WHAT TO PRODUCE:
All entries must be extracted exactly, with nothing added or dropped.

Collected data
--

//! Configuration management with layered loading
//!
//! Precedence (lowest to highest):
//! 1. Compiled defaults
//! 2. Global config: `$XDG_CONFIG_HOME/duo-admin/duo-admin.toml`
//! 3. Environment variables: `DUO_ADMIN_*` prefix
//!
//! These are tool settings only. API credentials live in their own JSON
//! file, located via `credentials_file`.

use std::path::{Path, PathBuf};

use config::{Config, ConfigError, Environment};
use directories::ProjectDirs;
use serde::{Deserialize, Serialize};

use crate::application::ApplicationError;
use crate::domain::expand_env_vars;
use crate::infrastructure::duo::MAX_PAGE_LIMIT;

/// Raw settings for intermediate parsing (Option = "not specified").
#[derive(Debug, Clone, Deserialize, Default)]
#[serde(default)]
pub struct RawSettings {
    pub credentials_file: Option<PathBuf>,
    pub page_limit: Option<u32>,
}

/// Unified configuration for duo-admin.
#[derive(Debug, Clone, Serialize, Deserialize, PartialEq, Eq)]
#[serde(default)]
pub struct Settings {
    /// JSON file holding `ikey`, `skey` and `host`
    pub credentials_file: PathBuf,
    /// Page size when listing users (1..=300)
    pub page_limit: u32,
}

impl Default for Settings {
    fn default() -> Self {
        Self {
            credentials_file: default_credentials_file(),
            page_limit: MAX_PAGE_LIMIT,
        }
    }
}

fn default_credentials_file() -> PathBuf {
    global_config_dir()
        .map(|dir| dir.join("duo_config.json"))
        .unwrap_or_else(|| PathBuf::from("duo_config.json"))
}

/// Get the XDG config directory for duo-admin.
pub fn global_config_dir() -> Option<PathBuf> {
    ProjectDirs::from("", "", "duo-admin").map(|dirs| dirs.config_dir().to_path_buf())
}

/// Get the path to the global config file.
pub fn global_config_path() -> Option<PathBuf> {
    global_config_dir().map(|dir| dir.join("duo-admin.toml"))
}

/// Load a TOML file into RawSettings for manual merging.
fn load_raw_settings(path: &Path) -> Result<RawSettings, ApplicationError> {
    let content = std::fs::read_to_string(path).map_err(|e| ApplicationError::Config {
        message: format!("read {}: {}", path.display(), e),
    })?;
    toml::from_str(&content).map_err(|e| ApplicationError::Config {
        message: format!("parse {}: {}", path.display(), e),
    })
}

impl Settings {
    /// Expand shell variables and tilde in path-like fields.
    fn expand_paths(&mut self) {
        let expanded = expand_env_vars(self.credentials_file.to_string_lossy().as_ref());
        self.credentials_file = PathBuf::from(expanded);
    }

    /// Overlay wins wherever it specifies a value.
    fn merge_with(&self, overlay: &RawSettings) -> Self {
        Self {
            credentials_file: overlay
                .credentials_file
                .clone()
                .unwrap_or_else(|| self.credentials_file.clone()),
            page_limit: overlay.page_limit.unwrap_or(self.page_limit),
        }
    }

    /// Load settings with layered precedence (defaults, global file, env vars).
    pub fn load() -> Result<Self, ApplicationError> {
        Self::load_from(global_config_path().as_deref())
    }

    /// Load settings using an explicit config file instead of the global one.
    ///
    /// A `None` or non-existent path just skips the file layer.
    pub fn load_from(config_file: Option<&Path>) -> Result<Self, ApplicationError> {
        let mut current = Self::default();

        if let Some(path) = config_file {
            if path.exists() {
                let raw = load_raw_settings(path)?;
                current = current.merge_with(&raw);
            }
        }

        current = Self::apply_env_overrides(current)?;
        current.expand_paths();
        current.page_limit = current.page_limit.clamp(1, MAX_PAGE_LIMIT);

        Ok(current)
    }

    /// Apply DUO_ADMIN_* environment variables as explicit overrides.
    fn apply_env_overrides(mut settings: Self) -> Result<Self, ApplicationError> {
        let config = Config::builder()
            .add_source(
                Environment::with_prefix("DUO_ADMIN")
                    .prefix_separator("_")
                    .separator("__"),
            )
            .build()
            .map_err(config_err)?;

        if let Ok(val) = config.get_string("credentials_file") {
            settings.credentials_file = PathBuf::from(val);
        }
        if let Ok(val) = config.get_string("page_limit") {
            settings.page_limit = val.trim().parse().map_err(|e| ApplicationError::Config {
                message: format!("DUO_ADMIN_PAGE_LIMIT={val}: {e}"),
            })?;
        }

        Ok(settings)
    }

    /// Show the effective configuration as TOML.
    pub fn to_toml(&self) -> Result<String, ApplicationError> {
        toml::to_string_pretty(self).map_err(|e| ApplicationError::Config {
            message: format!("serialize config: {e}"),
        })
    }

    /// Generate a template config file.
    pub fn template() -> String {
        r#"# duo-admin configuration
#
# Locations (by precedence, lowest to highest):
#   Global: ~/.config/duo-admin/duo-admin.toml
#   Env:    DUO_ADMIN_* environment variables (explicit overrides)
#   CLI:    --credentials overrides credentials_file

# JSON file with the Admin API credentials:
#   { "ikey": "...", "skey": "...", "host": "api-xxxxxxxx.duosecurity.com" }
# credentials_file = "~/.config/duo-admin/duo_config.json"

# Users fetched per request when building the phone report (max 300)
# page_limit = 300
"#
        .to_string()
    }
}

fn config_err(e: ConfigError) -> ApplicationError {
    ApplicationError::Config {
        message: e.to_string(),
    }
}

#[cfg(test)]
mod tests {
    use super::*;

    #[test]
    fn given_template_when_parsing_then_is_valid_toml() {
        let raw: RawSettings = toml::from_str(&Settings::template()).unwrap();
        assert!(raw.credentials_file.is_none());
        assert!(raw.page_limit.is_none());
    }

    #[test]
    fn given_overlay_when_merging_then_specified_fields_win() {
        let base = Settings {
            credentials_file: PathBuf::from("/a.json"),
            page_limit: 300,
        };
        let merged = base.merge_with(&RawSettings {
            credentials_file: None,
            page_limit: Some(50),
        });
        assert_eq!(merged.credentials_file, PathBuf::from("/a.json"));
        assert_eq!(merged.page_limit, 50);
    }
}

--

ANSWER SPACE:
//! Configuration management with layered loading
//!
//! Precedence (lowest to highest):
//! 1. Compiled defaults
//! 2. Global config: `$XDG_CONFIG_HOME/duo-admin/duo-admin.toml`
//! 3. Environment variables: `DUO_ADMIN_*` prefix
//!
//! These are tool settings only. API credentials live in their own JSON
//! file, located via `credentials_file`.

use std::path::{Path, PathBuf};

use config::{Config, ConfigError, Environment};
use directories::ProjectDirs;
use serde::{Deserialize, Serialize};

use crate::application::ApplicationError;
use crate::domain::expand_env_vars;
use crate::infrastructure::duo::MAX_PAGE_LIMIT;

/// Raw settings for intermediate parsing (Option = "not specified").
#[derive(Debug, Clone, Deserialize, Default)]
#[serde(default)]
pub struct RawSettings {
    pub credentials_file: Option<PathBuf>,
    pub page_limit: Option<u32>,
}

/// Unified configuration for duo-admin.
#[derive(Debug, Clone, Serialize, Deserialize, PartialEq, Eq)]
#[serde(default)]
pub struct Settings {
    /// JSON file holding `ikey`, `skey` and `host`
    pub credentials_file: PathBuf,
    /// Page size when listing users (1..=300)
    pub page_limit: u32,
}

impl Default for Settings {
    fn default() -> Self {
        Self {
            credentials_file: default_credentials_file(),
            page_limit: MAX_PAGE_LIMIT,
        }
    }
}

fn default_credentials_file() -> PathBuf {
    global_config_dir()
        .map(|dir| dir.join("duo_config.json"))
        .unwrap_or_else(|| PathBuf::from("duo_config.json"))
}

/// Get the XDG config directory for duo-admin.
pub fn global_config_dir() -> Option<PathBuf> {
    ProjectDirs::from("", "", "duo-admin").map(|dirs| dirs.config_dir().to_path_buf())
}

/// Get the path to the global config file.
pub fn global_config_path() -> Option<PathBuf> {
    global_config_dir().map(|dir| dir.join("duo-admin.toml"))
}

/// Load a TOML file into RawSettings for manual merging.
fn load_raw_settings(path: &Path) -> Result<RawSettings, ApplicationError> {
    let content = std::fs::read_to_string(path).map_err(|e| ApplicationError::Config {
        message: format!("read {}: {}", path.display(), e),
    })?;
    toml::from_str(&content).map_err(|e| ApplicationError::Config {
        message: format!("parse {}: {}", path.display(), e),
    })
}

impl Settings {
    /// Expand shell variables and tilde in path-like fields.
    fn expand_paths(&mut self) {
        let expanded = expand_env_vars(self.credentials_file.to_string_lossy().as_ref());
        self.credentials_file = PathBuf::from(expanded);
    }

    /// Overlay wins wherever it specifies a value.
    fn merge_with(&self, overlay: &RawSettings) -> Self {
        Self {
            credentials_file: overlay
                .credentials_file
                .clone()
                .unwrap_or_else(|| self.credentials_file.clone()),
            page_limit: overlay.page_limit.unwrap_or(self.page_limit),
        }
    }

    /// Load settings with layered precedence (defaults, global file, env vars).
    pub fn load() -> Result<Self, ApplicationError> {
        Self::load_from(global_config_path().as_deref())
    }

    /// Load settings using an explicit config file instead of the global one.
    ///
    /// A `None` or non-existent path just skips the file layer.
    pub fn load_from(config_file: Option<&Path>) -> Result<Self, ApplicationError> {
        let mut current = Self::default();

        if let Some(path) = config_file {
            if path.exists() {
                let raw = load_raw_settings(path)?;
                current = current.merge_with(&raw);
            }
        }

        current = Self::apply_env_overrides(current)?;
        current.expand_paths();
        current.page_limit = current.page_limit.clamp(1, MAX_PAGE_LIMIT);

        Ok(current)
    }

    /// Apply DUO_ADMIN_* environment variables as explicit overrides.
    fn apply_env_overrides(mut settings: Self) -> Result<Self, ApplicationError> {
        let config = Config::builder()
            .add_source(
                Environment::with_prefix("DUO_ADMIN")
                    .prefix_separator("_")
                    .separator("__"),
            )
            .build()
            .map_err(config_err)?;

        if let Ok(val) = config.get_string("credentials_file") {
            settings.credentials_file = PathBuf::from(val);
        }
        if let Ok(val) = config.get_string("page_limit") {
            settings.page_limit = val.trim().parse().map_err(|e| ApplicationError::Config {
                message: format!("DUO_ADMIN_PAGE_LIMIT={val}: {e}"),
            })?;
        }

        Ok(settings)
    }

    /// Show the effective configuration as TOML.
    pub fn to_toml(&self) -> Result<String, ApplicationError> {
        toml::to_string_pretty(self).map_err(|e| ApplicationError::Config {
            message: format!("serialize config: {e}"),
        })
    }

    /// Generate a template config file.
    pub fn template() -> String {
        r#"# duo-admin configuration
#
# Locations (by precedence, lowest to highest):
#   Global: ~/.config/duo-admin/duo-admin.toml
#   Env:    DUO_ADMIN_* environment variables (explicit overrides)
#   CLI:    --credentials overrides credentials_file

# JSON file with the Admin API credentials:
#   { "ikey": "...", "skey": "...", "host": "api-xxxxxxxx.duosecurity.com" }
# credentials_file = "~/.config/duo-admin/duo_config.json"

# Users fetched per request when building the phone report (max 300)
# page_limit = 300
"#
        .to_string()
    }
}

fn config_err(e: ConfigError) -> ApplicationError {
    ApplicationError::Config {
        message: e.to_string(),
    }
}

#[cfg(test)]
mod tests {
    use super::*;

    #[test]
    fn given_template_when_parsing_then_is_valid_toml() {
        let raw: RawSettings = toml::from_str(&Settings::template()).unwrap();
        assert!(raw.credentials_file.is_none());
        assert!(raw.page_limit.is_none());
    }

    #[test]
    fn given_overlay_when_merging_then_specified_fields_win() {
        let base = Settings {
            credentials_file: PathBuf::from("/a.json"),
            page_limit: 300,
        };
        let merged = base.merge_with(&RawSettings {
            credentials_file: None,
            page_limit: Some(50),
        });
        assert_eq!(merged.credentials_file, PathBuf::from("/a.json"));
        assert_eq!(merged.page_limit, 50);
    }
}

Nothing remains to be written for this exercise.